#### WHAT TO PRODUCE:
The listing below needs to be copied in full, exactly.

====================

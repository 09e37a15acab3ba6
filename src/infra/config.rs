use serde::Deserialize;
use thiserror::Error;

use crate::clients::slack::DEFAULT_SLACK_API_BASE;

pub const CONFIG_FILE_ENV: &str = "MCP_CONFIG";

/// Process-wide settings, read once at startup.
#[derive(Debug, Clone, PartialEq)]
pub struct Config {
    pub port: u16,
    pub host: String,
    pub secret_key: Option<String>,
    pub require_auth: bool,
    pub slack_api_base: String,
}

#[derive(Debug, Error)]
pub enum ConfigError {
    #[error("PORT must be a valid u16, got {0:?}")]
    InvalidPort(String),
    #[error("HOST must not be empty")]
    InvalidHost,
    #[error("could not read config file {path}: {source}")]
    File {
        path: String,
        #[source]
        source: std::io::Error,
    },
    #[error("invalid config file: {0}")]
    Toml(#[from] toml::de::Error),
}

impl Default for Config {
    fn default() -> Self {
        Self {
            port: 8080,
            host: "0.0.0.0".into(),
            secret_key: None,
            require_auth: true,
            slack_api_base: DEFAULT_SLACK_API_BASE.into(),
        }
    }
}

#[derive(Debug, Default, Deserialize)]
struct FileConfig {
    #[serde(default)]
    server: ServerSection,
}

#[derive(Debug, Default, Deserialize)]
struct ServerSection {
    port: Option<u16>,
    host: Option<String>,
    secret_key: Option<String>,
    require_auth: Option<bool>,
    slack_api_base: Option<String>,
}

impl Config {
    /// Defaults, then the TOML file named by `MCP_CONFIG` (if any), then env.
    pub fn from_env() -> Result<Self, ConfigError> {
        let mut cfg = match std::env::var(CONFIG_FILE_ENV) {
            Ok(path) if !path.trim().is_empty() => {
                let raw = std::fs::read_to_string(&path)
                    .map_err(|source| ConfigError::File { path: path.clone(), source })?;
                Self::from_toml_str(&raw)?
            }
            _ => Self::default(),
        };
        cfg.apply_env()?;
        cfg.validate()?;
        Ok(cfg)
    }

    pub fn from_toml_str(raw: &str) -> Result<Self, ConfigError> {
        let file: FileConfig = toml::from_str(raw)?;
        let mut cfg = Self::default();
        let s = file.server;
        if let Some(port) = s.port {
            cfg.port = port;
        }
        if let Some(host) = s.host {
            cfg.host = host;
        }
        if let Some(secret) = s.secret_key {
            cfg.secret_key = non_empty(secret);
        }
        if let Some(require_auth) = s.require_auth {
            cfg.require_auth = require_auth;
        }
        if let Some(base) = s.slack_api_base {
            cfg.slack_api_base = base;
        }
        Ok(cfg)
    }

    fn apply_env(&mut self) -> Result<(), ConfigError> {
        if let Ok(port) = std::env::var("PORT") {
            self.port = port.trim().parse().map_err(|_| ConfigError::InvalidPort(port))?;
        }
        if let Ok(host) = std::env::var("HOST") {
            self.host = host;
        }
        if let Ok(secret) = std::env::var("SECRET_KEY") {
            self.secret_key = non_empty(secret);
        }
        if let Ok(v) = std::env::var("REQUIRE_AUTH") {
            self.require_auth = !v.trim().eq_ignore_ascii_case("false");
        }
        if let Ok(base) = std::env::var("SLACK_API_BASE_URL") {
            if !base.trim().is_empty() {
                self.slack_api_base = base;
            }
        }
        Ok(())
    }

    fn validate(&self) -> Result<(), ConfigError> {
        if self.host.trim().is_empty() {
            return Err(ConfigError::InvalidHost);
        }
        Ok(())
    }

    /// Auth is nominally on but nothing can be checked against.
    pub fn auth_fails_open(&self) -> bool {
        self.require_auth && self.secret_key.is_none()
    }
}

fn non_empty(s: String) -> Option<String> {
    (!s.is_empty()).then_some(s)
}
pub mod slack;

====================

#### FINAL ANSWER:
repository 09e37a15acab3ba6
filename src/infra/config.rs
use serde::Deserialize;
use thiserror::Error;

use crate::clients::slack::DEFAULT_SLACK_API_BASE;

pub const CONFIG_FILE_ENV: &str = "MCP_CONFIG";

/// Process-wide settings, read once at startup.
#[derive(Debug, Clone, PartialEq)]
pub struct Config {
    pub port: u16,
    pub host: String,
    pub secret_key: Option<String>,
    pub require_auth: bool,
    pub slack_api_base: String,
}

#[derive(Debug, Error)]
pub enum ConfigError {
    #[error("PORT must be a valid u16, got {0:?}")]
    InvalidPort(String),
    #[error("HOST must not be empty")]
    InvalidHost,
    #[error("could not read config file {path}: {source}")]
    File {
        path: String,
        #[source]
        source: std::io::Error,
    },
    #[error("invalid config file: {0}")]
    Toml(#[from] toml::de::Error),
}

impl Default for Config {
    fn default() -> Self {
        Self {
            port: 8080,
            host: "0.0.0.0".into(),
            secret_key: None,
            require_auth: true,
            slack_api_base: DEFAULT_SLACK_API_BASE.into(),
        }
    }
}

#[derive(Debug, Default, Deserialize)]
struct FileConfig {
    #[serde(default)]
    server: ServerSection,
}

#[derive(Debug, Default, Deserialize)]
struct ServerSection {
    port: Option<u16>,
    host: Option<String>,
    secret_key: Option<String>,
    require_auth: Option<bool>,
    slack_api_base: Option<String>,
}

impl Config {
    /// Defaults, then the TOML file named by `MCP_CONFIG` (if any), then env.
    pub fn from_env() -> Result<Self, ConfigError> {
        let mut cfg = match std::env::var(CONFIG_FILE_ENV) {
            Ok(path) if !path.trim().is_empty() => {
                let raw = std::fs::read_to_string(&path)
                    .map_err(|source| ConfigError::File { path: path.clone(), source })?;
                Self::from_toml_str(&raw)?
            }
            _ => Self::default(),
        };
        cfg.apply_env()?;
        cfg.validate()?;
        Ok(cfg)
    }

    pub fn from_toml_str(raw: &str) -> Result<Self, ConfigError> {
        let file: FileConfig = toml::from_str(raw)?;
        let mut cfg = Self::default();
        let s = file.server;
        if let Some(port) = s.port {
            cfg.port = port;
        }
        if let Some(host) = s.host {
            cfg.host = host;
        }
        if let Some(secret) = s.secret_key {
            cfg.secret_key = non_empty(secret);
        }
        if let Some(require_auth) = s.require_auth {
            cfg.require_auth = require_auth;
        }
        if let Some(base) = s.slack_api_base {
            cfg.slack_api_base = base;
        }
        Ok(cfg)
    }

    fn apply_env(&mut self) -> Result<(), ConfigError> {
        if let Ok(port) = std::env::var("PORT") {
            self.port = port.trim().parse().map_err(|_| ConfigError::InvalidPort(port))?;
        }
        if let Ok(host) = std::env::var("HOST") {
            self.host = host;
        }
        if let Ok(secret) = std::env::var("SECRET_KEY") {
            self.secret_key = non_empty(secret);
        }
        if let Ok(v) = std::env::var("REQUIRE_AUTH") {
            self.require_auth = !v.trim().eq_ignore_ascii_case("false");
        }
        if let Ok(base) = std::env::var("SLACK_API_BASE_URL") {
            if !base.trim().is_empty() {
                self.slack_api_base = base;
            }
        }
        Ok(())
    }

    fn validate(&self) -> Result<(), ConfigError> {
        if self.host.trim().is_empty() {
            return Err(ConfigError::InvalidHost);
        }
        Ok(())
    }

    /// Auth is nominally on but nothing can be checked against.
    pub fn auth_fails_open(&self) -> bool {
        self.require_auth && self.secret_key.is_none()
    }
}

fn non_empty(s: String) -> Option<String> {
    (!s.is_empty()).then_some(s)
}
pub mod slack;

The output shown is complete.